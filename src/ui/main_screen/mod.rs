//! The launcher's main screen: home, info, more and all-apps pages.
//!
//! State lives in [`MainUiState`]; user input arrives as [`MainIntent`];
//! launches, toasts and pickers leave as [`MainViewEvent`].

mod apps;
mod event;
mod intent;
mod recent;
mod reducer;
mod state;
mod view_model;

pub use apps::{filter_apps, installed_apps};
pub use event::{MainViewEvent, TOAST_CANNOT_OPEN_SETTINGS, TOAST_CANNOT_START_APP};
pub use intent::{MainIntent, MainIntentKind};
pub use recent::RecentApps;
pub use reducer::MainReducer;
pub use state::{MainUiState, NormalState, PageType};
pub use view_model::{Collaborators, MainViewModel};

+ + + + + + +

WHAT THE EXERCISE ASKS:
Repeat the records word for word.

OUTPUT:
filename src/ui/main_screen/mod.rs
//! The launcher's main screen: home, info, more and all-apps pages.
//!
//! State lives in [`MainUiState`]; user input arrives as [`MainIntent`];
//! launches, toasts and pickers leave as [`MainViewEvent`].

mod apps;
mod event;
mod intent;
mod recent;
mod reducer;
mod state;
mod view_model;

pub use apps::{filter_apps, installed_apps};
pub use event::{MainViewEvent, TOAST_CANNOT_OPEN_SETTINGS, TOAST_CANNOT_START_APP};
pub use intent::{MainIntent, MainIntentKind};
pub use recent::RecentApps;
pub use reducer::MainReducer;
pub use state::{MainUiState, NormalState, PageType};
pub use view_model::{Collaborators, MainViewModel};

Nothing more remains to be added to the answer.